//! Status output for pipeline runs.
//!
//! The reporter and runner never print directly; they hand [`ReportEvent`]s
//! to an injected [`LogSink`]. The CLI uses [`ConsoleSink`], tests use
//! [`MemorySink`] to capture lines.

use std::fmt;
use std::sync::Mutex;

use crossterm::style::{Color, Stylize};

/// A status change worth telling the user about.
#[derive(Debug, Clone, PartialEq, Eq)]
pub enum ReportEvent {
    /// A leaf task started.
    TaskStarted { name: String },
    /// A leaf task finished successfully.
    TaskCompleted { name: String, elapsed_ms: u128 },
    /// A leaf task failed.
    TaskFailed { name: String, elapsed_ms: u128 },
    /// The whole run succeeded.
    RunCompleted { elapsed_ms: u128 },
    /// The whole run failed with `error`.
    RunFailed { elapsed_ms: u128, error: String },
}

impl ReportEvent {
    pub fn is_failure(&self) -> bool {
        matches!(
            self,
            ReportEvent::TaskFailed { .. } | ReportEvent::RunFailed { .. }
        )
    }
}

impl fmt::Display for ReportEvent {
    fn fmt(&self, f: &mut fmt::Formatter<'_>) -> fmt::Result {
        match self {
            ReportEvent::TaskStarted { name } => write!(f, "start {}", name),
            ReportEvent::TaskCompleted { name, elapsed_ms } => {
                write!(f, "completed {} in {}ms", name, elapsed_ms)
            }
            ReportEvent::TaskFailed { name, elapsed_ms } => {
                write!(f, "failed {} in {}ms", name, elapsed_ms)
            }
            ReportEvent::RunCompleted { elapsed_ms } => write!(f, "Completed in {}ms", elapsed_ms),
            ReportEvent::RunFailed { elapsed_ms, .. } => write!(f, "Failed in {}ms", elapsed_ms),
        }
    }
}

/// Destination for status lines.
pub trait LogSink: Send + Sync {
    fn info(&self, line: &str);

    fn error(&self, line: &str);

    /// A non-fatal diagnostic from a step, such as a bundler warning.
    fn warn(&self, line: &str) {
        self.error(line);
    }

    /// Write one event. A failed run first writes its error message, then the
    /// summary line.
    fn record(&self, event: &ReportEvent) {
        if let ReportEvent::RunFailed { error, .. } = event {
            self.error(error);
        }
        let line = event.to_string();
        if event.is_failure() {
            self.error(&line);
        } else {
            self.info(&line);
        }
    }
}

/// Prints to stdout (info) and stderr (errors), optionally colored.
#[derive(Debug, Clone, Copy)]
pub struct ConsoleSink {
    color: bool,
}

impl ConsoleSink {
    pub fn new(color: bool) -> Self {
        Self { color }
    }

    fn background(event: &ReportEvent) -> Color {
        match event {
            ReportEvent::TaskStarted { .. } => Color::Rgb { r: 0xd6, g: 0xe9, b: 0xff },
            ReportEvent::TaskCompleted { .. } => Color::Rgb { r: 0xdc, g: 0xff, b: 0xdc },
            ReportEvent::TaskFailed { .. } => Color::Rgb { r: 0xb9, g: 0x65, b: 0x65 },
            ReportEvent::RunCompleted { .. } => Color::Green,
            ReportEvent::RunFailed { .. } => Color::Red,
        }
    }
}

impl Default for ConsoleSink {
    fn default() -> Self {
        Self::new(true)
    }
}

impl LogSink for ConsoleSink {
    fn info(&self, line: &str) {
        println!("{}", line);
    }

    fn error(&self, line: &str) {
        eprintln!("{}", line);
    }

    fn warn(&self, line: &str) {
        if self.color {
            eprintln!("{}", line.yellow());
        } else {
            eprintln!("{}", line);
        }
    }

    fn record(&self, event: &ReportEvent) {
        if !self.color {
            if let ReportEvent::RunFailed { error, .. } = event {
                self.error(error);
            }
            let line = event.to_string();
            if event.is_failure() {
                self.error(&line);
            } else {
                self.info(&line);
            }
            return;
        }

        if let ReportEvent::RunFailed { error, .. } = event {
            eprintln!("{}", error.as_str().red());
        }
        let styled = event
            .to_string()
            .with(Color::Black)
            .on(Self::background(event));
        if event.is_failure() {
            eprintln!("{}", styled);
        } else {
            println!("{}", styled);
        }
    }
}

/// Severity of a captured line.
#[derive(Debug, Clone, Copy, PartialEq, Eq)]
pub enum LineLevel {
    Info,
    Warn,
    Error,
}

/// Collects lines in memory, in emission order.
#[derive(Debug, Default)]
pub struct MemorySink {
    lines: Mutex<Vec<(LineLevel, String)>>,
}

impl MemorySink {
    pub fn new() -> Self {
        Self::default()
    }

    fn push(&self, level: LineLevel, line: &str) {
        let mut lines = self.lines.lock().unwrap_or_else(|e| e.into_inner());
        lines.push((level, line.to_string()));
    }

    /// Every captured line, info and error interleaved.
    pub fn lines(&self) -> Vec<String> {
        let lines = self.lines.lock().unwrap_or_else(|e| e.into_inner());
        lines.iter().map(|(_, l)| l.clone()).collect()
    }

    /// Lines written through [`LogSink::error`].
    pub fn errors(&self) -> Vec<String> {
        let lines = self.lines.lock().unwrap_or_else(|e| e.into_inner());
        lines
            .iter()
            .filter(|(level, _)| *level == LineLevel::Error)
            .map(|(_, l)| l.clone())
            .collect()
    }

    /// Lines written through [`LogSink::warn`].
    pub fn warnings(&self) -> Vec<String> {
        let lines = self.lines.lock().unwrap_or_else(|e| e.into_inner());
        lines
            .iter()
            .filter(|(level, _)| *level == LineLevel::Warn)
            .map(|(_, l)| l.clone())
            .collect()
    }

    /// True if any captured line contains `needle`.
    pub fn contains(&self, needle: &str) -> bool {
        self.lines().iter().any(|l| l.contains(needle))
    }

    pub fn clear(&self) {
        self.lines.lock().unwrap_or_else(|e| e.into_inner()).clear();
    }
}

impl LogSink for MemorySink {
    fn info(&self, line: &str) {
        self.push(LineLevel::Info, line);
    }

    fn error(&self, line: &str) {
        self.push(LineLevel::Error, line);
    }

    fn warn(&self, line: &str) {
        self.push(LineLevel::Warn, line);
    }
}
//! Zip archives of build output.

use std::fs::File;
use std::io;
use std::path::{Path, PathBuf};

use zip::write::SimpleFileOptions;
use zip::{CompressionMethod, ZipWriter};

use crate::util::blocking;
use crate::{rig_debug, rig_trace, Error, Result};

/// Zip the contents of `source_dir` into `output`.
///
/// Entry names are relative to `source_dir` (the directory itself is not a
/// top-level entry) and use `/` separators. Compression is deflate at the
/// highest level. The parent of `output` is created if needed.
pub async fn zip_directory(source_dir: impl AsRef<Path>, output: impl AsRef<Path>) -> Result<()> {
    let source_dir = source_dir.as_ref().to_path_buf();
    let output = output.as_ref().to_path_buf();
    rig_debug!("zip_directory {} -> {}", source_dir.display(), output.display());

    blocking(move || write_archive(&source_dir, &output)).await
}

fn write_archive(source_dir: &Path, output: &Path) -> Result<()> {
    if !source_dir.is_dir() {
        return Err(Error::Validation(format!(
            "{} is not a directory",
            source_dir.display()
        )));
    }
    if let Some(parent) = output.parent() {
        if !parent.as_os_str().is_empty() {
            std::fs::create_dir_all(parent)?;
        }
    }

    let mut zip = ZipWriter::new(File::create(output)?);
    let options = SimpleFileOptions::default()
        .compression_method(CompressionMethod::Deflated)
        .compression_level(Some(9));

    let mut pending = vec![PathBuf::new()];
    while let Some(rel_dir) = pending.pop() {
        let mut entries: Vec<_> = std::fs::read_dir(source_dir.join(&rel_dir))?
            .collect::<io::Result<Vec<_>>>()?;
        entries.sort_by_key(|e| e.file_name());

        for entry in entries {
            let rel = rel_dir.join(entry.file_name());
            let name = entry_name(&rel);
            // an archive written into its own source dir must not include itself
            if entry.path() == output {
                continue;
            }
            if entry.file_type()?.is_dir() {
                rig_trace!("zip dir {}", name);
                zip.add_directory(format!("{}/", name), options)?;
                pending.push(rel);
            } else {
                rig_trace!("zip file {}", name);
                zip.start_file(name, options)?;
                let mut file = File::open(entry.path())?;
                io::copy(&mut file, &mut zip)?;
            }
        }
    }

    zip.finish()?;
    Ok(())
}

fn entry_name(rel: &Path) -> String {
    rel.components()
        .map(|c| c.as_os_str().to_string_lossy())
        .collect::<Vec<_>>()
        .join("/")
}
//! Diagnostic file log for buildrig.
//!
//! This is separate from the status lines printed while a pipeline runs
//! (see `orchestration::sink`); it records what the tool itself is doing:
//! which pipeline was loaded, which files were touched, what the bundler
//! was asked to do.
//!
//! Nothing is written until [`init`] has been called, so library users and
//! tests get a silent no-op. Debug mode can be enabled with the `--debug`
//! flag or the `BUILDRIG_DEBUG=1` env var.

use std::fs::OpenOptions;
use std::io::Write;
use std::path::PathBuf;
use std::str::FromStr;
use std::sync::atomic::{AtomicU8, Ordering};
use std::sync::OnceLock;

use serde::{Deserialize, Serialize};

static LOG_PATH: OnceLock<PathBuf> = OnceLock::new();
static LOG_LEVEL: AtomicU8 = AtomicU8::new(LogLevel::Info as u8);

/// Log levels for filtering messages.
#[derive(Debug, Clone, Copy, PartialEq, Eq, PartialOrd, Ord, Serialize, Deserialize)]
#[serde(rename_all = "lowercase")]
#[repr(u8)]
pub enum LogLevel {
    Error = 0,
    Warn = 1,
    Info = 2,
    Debug = 3,
    Trace = 4,
}

impl LogLevel {
    pub fn as_str(&self) -> &'static str {
        match self {
            LogLevel::Error => "ERROR",
            LogLevel::Warn => "WARN",
            LogLevel::Info => "INFO",
            LogLevel::Debug => "DEBUG",
            LogLevel::Trace => "TRACE",
        }
    }

    fn from_u8(v: u8) -> Self {
        match v {
            0 => LogLevel::Error,
            1 => LogLevel::Warn,
            2 => LogLevel::Info,
            3 => LogLevel::Debug,
            _ => LogLevel::Trace,
        }
    }
}

impl FromStr for LogLevel {
    type Err = crate::Error;

    fn from_str(s: &str) -> std::result::Result<Self, Self::Err> {
        match s.to_ascii_lowercase().as_str() {
            "error" => Ok(LogLevel::Error),
            "warn" | "warning" => Ok(LogLevel::Warn),
            "info" => Ok(LogLevel::Info),
            "debug" => Ok(LogLevel::Debug),
            "trace" => Ok(LogLevel::Trace),
            other => Err(crate::Error::Validation(format!("unknown log level '{}'", other))),
        }
    }
}

/// Resolve the effective level from the CLI flag, the environment and the
/// configured default. Debug wins over a quieter configured level.
pub fn effective_level(debug_flag: bool, configured: Option<LogLevel>) -> LogLevel {
    let env_debug = std::env::var("BUILDRIG_DEBUG")
        .map(|v| v == "1" || v.eq_ignore_ascii_case("true"))
        .unwrap_or(false);

    let base = configured.unwrap_or(LogLevel::Info);
    if debug_flag || env_debug {
        base.max(LogLevel::Debug)
    } else {
        base
    }
}

/// Start logging at `level` into `path`, or `~/.buildrig/buildrig.log`.
///
/// The file is truncated on startup. Calling this more than once keeps the
/// first path but updates the level.
pub fn init(level: LogLevel, path: Option<PathBuf>) {
    LOG_LEVEL.store(level as u8, Ordering::SeqCst);

    let path = path.or_else(|| dirs::home_dir().map(|h| h.join(".buildrig").join("buildrig.log")));
    if let Some(path) = path {
        if LOG_PATH.get().is_some() {
            return;
        }
        if let Some(parent) = path.parent() {
            let _ = std::fs::create_dir_all(parent);
        }
        let _ = std::fs::write(&path, "");
        LOG_PATH.set(path).ok();
    }
}

/// Get the current log level.
pub fn level() -> LogLevel {
    LogLevel::from_u8(LOG_LEVEL.load(Ordering::Relaxed))
}

fn format_line(level: LogLevel, msg: &str) -> String {
    let timestamp = chrono::Local::now().format("%H:%M:%S%.3f");
    format!("[{}] [{}] {}", timestamp, level.as_str(), msg)
}

/// Log a message at the specified level.
pub fn log_at(level: LogLevel, msg: &str) {
    if level > self::level() {
        return;
    }

    if let Some(path) = LOG_PATH.get() {
        if let Ok(mut file) = OpenOptions::new().create(true).append(true).open(path) {
            let _ = writeln!(file, "{}", format_line(level, msg));
        }
    }
}

/// Log macro for INFO level.
#[macro_export]
macro_rules! rig_log {
    ($($arg:tt)*) => {
        $crate::log::log_at($crate::log::LogLevel::Info, &format!($($arg)*))
    };
}

/// Log macro for ERROR level.
#[macro_export]
macro_rules! rig_error {
    ($($arg:tt)*) => {
        $crate::log::log_at($crate::log::LogLevel::Error, &format!($($arg)*))
    };
}

/// Log macro for WARN level.
#[macro_export]
macro_rules! rig_warn {
    ($($arg:tt)*) => {
        $crate::log::log_at($crate::log::LogLevel::Warn, &format!($($arg)*))
    };
}

/// Log macro for DEBUG level (only logs when debug mode is enabled).
#[macro_export]
macro_rules! rig_debug {
    ($($arg:tt)*) => {
        $crate::log::log_at($crate::log::LogLevel::Debug, &format!($($arg)*))
    };
}

/// Log macro for TRACE level.
#[macro_export]
macro_rules! rig_trace {
    ($($arg:tt)*) => {
        $crate::log::log_at($crate::log::LogLevel::Trace, &format!($($arg)*))
    };
}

◇ ◇ ◇ ◇ ◇

● **Assignment**
Determine how many lines above contain "Validation" as a word or string. Give the number alone.

● **Solution**
2